Sorakan riuh dan ratusan mata mengiringi langkah sang gita pati, Fairuz Zahirotul Faizah, siswi SMAN 1 Pandaan yang pernah membawa baki bendera pada upacara kemerdekaan di Grahadi Surabaya.

Kejutan berikutnya datang dalam bentuk miniatur Masjid Cheng Hoo, simbol harmoni dan nilai religius di Pandaan. Siapa sangka replika itu dirakit hanya dalam empat hari oleh guru-guru SMAN 1 Pandaan?

“Kami sempat was-was. H-1 jam 11 malam masih belum rampung. Akhirnya selesai jam 1 pagi dan berangkat setengah 3,” tutur Timbul, mengenang detik-detik penuh adrenalin.

Namun yang paling memikat adalah sendratari “Gajah Mada dari Pandaan untuk Kemajuan dan Kesatuan Nusantara.” Alunan musik syahdu, narasi penuh karakter, dan kostum adat membuat penonton serasa berada di era Majapahit.

“Para penari memakai kostum adat dari seluruh Indonesia. Ini menggambarkan bahwa Gajah Mada berhasil menyatukan nusantara,” ungkapnya.

Dalam kisah ini, diceritakan bahwa Pandaan sebagai tanah kelahiran Gajah Mada. Diperkuat dengan catatan tempat kelahiran Gajah Mada yang terletak di antara Gunung Kemukus dengan Gunung Pawitra dan dulu dikenal bernama Paundak Pundakan.

Sanggar Tari Prapanca menjadi otak kreatif di balik produksi sendratari tersebut. Dengan waktu persiapan hanya seminggu, sekitar 60 anak muda dikerahkan. Soal biaya pun tak membuat gentar.

“Ada kebutuhan di luar anggaran. Kami sepakat patungan dan swadaya. Semua demi penampilan terbaik,” ungkap Timbul.

Fragmen sendratari menggambarkan perjalanan rombongan Majapahit—dipimpin Gajah Mada, Hayam Wuruk, dan Ratu Tribhuwana Tunggadewi—dari Trowulan menuju Lumajang-Singosari-Candi Jawi, berhenti sejenak di Candrawilwatikta.

Puncaknya ketika Gajah Mada berhasil membuktikan sumpah amukti palapa dan menyatukan nusantara. Adegan ini menjadi gong penampilan Pandaan dan disambut tepuk tangan panjang dari penonton.

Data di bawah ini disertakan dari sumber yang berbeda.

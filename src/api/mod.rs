pub mod handlers;
pub mod router;

use std::sync::Arc;

use axum::http::StatusCode;
use axum::response::{IntoResponse, Response};
use axum::Json;

use crate::core::relay::RouteRelay;
use crate::domain::model::ErrorResponse;
use crate::domain::ports::DirectionsProvider;
use crate::utils::error::RelayError;

pub struct AppState<D: DirectionsProvider> {
    pub relay: Arc<RouteRelay<D>>,
}

impl<D: DirectionsProvider> AppState<D> {
    pub fn new(relay: RouteRelay<D>) -> Self {
        Self {
            relay: Arc::new(relay),
        }
    }
}

impl<D: DirectionsProvider> Clone for AppState<D> {
    fn clone(&self) -> Self {
        Self {
            relay: Arc::clone(&self.relay),
        }
    }
}

impl IntoResponse for RelayError {
    fn into_response(self) -> Response {
        let status = StatusCode::from_u16(self.status_code())
            .unwrap_or(StatusCode::INTERNAL_SERVER_ERROR);
        (status, Json(ErrorResponse::new(self.user_friendly_message()))).into_response()
    }
}

/// Resolves on ctrl-c. If the handler cannot be installed it never resolves.
pub async fn shutdown_signal() {
    if let Err(e) = tokio::signal::ctrl_c().await {
        tracing::error!("failed to listen for shutdown signal: {}", e);
        std::future::pending::<()>().await;
    }
}

/// Serves `router` until ctrl-c.
pub async fn serve(listener: tokio::net::TcpListener, router: axum::Router) -> std::io::Result<()> {
    serve_with_shutdown(listener, router, shutdown_signal()).await
}

pub async fn serve_with_shutdown<F>(
    listener: tokio::net::TcpListener,
    router: axum::Router,
    signal: F,
) -> std::io::Result<()>
where
    F: std::future::Future<Output = ()> + Send + 'static,
{
    axum::serve(listener, router)
        .with_graceful_shutdown(signal)
        .await?;

    tracing::info!("Shutting down route relay");
    Ok(())
}
//! Grounding of fluents and actions over finite object domains.

use std::collections::HashMap;

use timelineforge_core::planning::{
    ground_name, Action, FluentDecl, Parameter, PlanningProblem, ValueType,
};
use timelineforge_core::{ConversionError, Result};

/// Name of the built-in boolean domain.
pub const BOOL_TYPE: &str = "bool";

/// Ordered object names for every finite type.
///
/// `bool` is always registered as `[true, false]`.
#[derive(Debug, Clone, PartialEq, Eq)]
pub struct Domains {
    by_type: HashMap<String, Vec<String>>,
}

impl Domains {
    /// Builds the table from the problem's user types and objects.
    pub fn from_problem(problem: &PlanningProblem) -> Self {
        let mut by_type: HashMap<String, Vec<String>> = problem
            .user_types
            .iter()
            .map(|t| {
                let objects = problem
                    .objects_of(&t.name)
                    .into_iter()
                    .map(str::to_owned)
                    .collect();
                (t.name.clone(), objects)
            })
            .collect();
        by_type.insert(
            BOOL_TYPE.to_string(),
            vec!["true".to_string(), "false".to_string()],
        );
        Self { by_type }
    }

    pub fn get(&self, type_name: &str) -> Option<&[String]> {
        self.by_type.get(type_name).map(Vec::as_slice)
    }

    /// The finite domain of a value type; `None` for numeric types.
    pub fn of_value_type(&self, value_type: &ValueType) -> Option<&[String]> {
        match value_type {
            ValueType::Bool | ValueType::User(_) => self.get(value_type.type_name()),
            ValueType::Int | ValueType::Real => None,
        }
    }

    pub fn contains(&self, type_name: &str) -> bool {
        self.by_type.contains_key(type_name)
    }
}

/// A concrete instance of a lifted fluent.
#[derive(Debug, Clone, PartialEq, Eq)]
pub struct GroundFluent {
    /// Unique key, `name(a1, a2, ...)`.
    pub name: String,
    /// Name of the lifted fluent this instance came from.
    pub class: String,
    pub args: Vec<String>,
    pub value_type: ValueType,
}

impl GroundFluent {
    pub fn is_resource(&self) -> bool {
        self.value_type.is_int()
    }
}

/// Expands a fluent declaration into its ground instances.
///
/// A fluent with `k` parameters of domain sizes `d1..dk` yields
/// `d1 * ... * dk` instances, in domain order.
pub fn ground_fluent(fluent: &FluentDecl, domains: &Domains) -> Result<Vec<GroundFluent>> {
    let combinations = parameter_combinations(&fluent.name, &fluent.parameters, domains)?;
    Ok(combinations
        .into_iter()
        .map(|args| GroundFluent {
            name: ground_name(&fluent.name, &args),
            class: fluent.name.clone(),
            args,
            value_type: fluent.value_type.clone(),
        })
        .collect())
}

/// Grounds every parameterized durative action of the problem.
///
/// Instantaneous actions are passed through unchanged.
pub fn ground_actions(problem: &PlanningProblem, domains: &Domains) -> Result<Vec<Action>> {
    let mut ground = Vec::with_capacity(problem.actions.len());
    for action in &problem.actions {
        let durative = match action {
            Action::Durative(a) if !a.parameters.is_empty() => a,
            _ => {
                ground.push(action.clone());
                continue;
            }
        };

        let combinations = parameter_combinations(&durative.name, &durative.parameters, domains)?;
        for args in combinations {
            let bindings: HashMap<&str, &str> = durative
                .parameters
                .iter()
                .zip(&args)
                .map(|(p, a)| (p.name.as_str(), a.as_str()))
                .collect();
            let name = ground_name(&durative.name, &args);
            ground.push(Action::Durative(durative.ground(name, &bindings)));
        }
    }
    Ok(ground)
}

fn parameter_combinations(
    owner: &str,
    parameters: &[Parameter],
    domains: &Domains,
) -> Result<Vec<Vec<String>>> {
    let mut axes = Vec::with_capacity(parameters.len());
    for param in parameters {
        let domain =
            domains
                .get(&param.type_name)
                .ok_or_else(|| ConversionError::UnsupportedParameterType {
                    owner: owner.to_string(),
                    type_name: param.type_name.clone(),
                })?;
        axes.push(domain);
    }
    Ok(cartesian_product(&axes))
}

/// All combinations picking one element per axis, first axis varying slowest.
///
/// Zero axes yield a single empty combination.
pub(crate) fn cartesian_product(axes: &[&[String]]) -> Vec<Vec<String>> {
    let mut combinations: Vec<Vec<String>> = vec![Vec::with_capacity(axes.len())];
    for axis in axes {
        let mut next = Vec::with_capacity(combinations.len() * axis.len());
        for prefix in &combinations {
            for item in axis.iter() {
                let mut combination = prefix.clone();
                combination.push(item.clone());
                next.push(combination);
            }
        }
        combinations = next;
    }
    combinations
}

“Kemenangan ini kemenangan bersama. Kami mengapresiasi kepada SMAN 1 Pandaan, Sanggar Tari Prapanca, Muspika, Legislator Andri Wahyudi, Kadin Pak Eko, dan pihak-pihak yang telah membantu Tim Karnaval Pandaan,” pungkasnya.

Ya, bagi Pandaan, kemenangan ini bukan sekadar trofi, tetapi bukti kekuatan kebersamaan. Seperti makna dari tiap-tiap penampilannya, Pandaan seolah memberi pesan, bahwa kecamatan ini tempat lahirnya generasi muda kreatif yang menjunjung budaya dan keimanan.

Jurnalis: Indra

Share this content:

error: Content is protected !!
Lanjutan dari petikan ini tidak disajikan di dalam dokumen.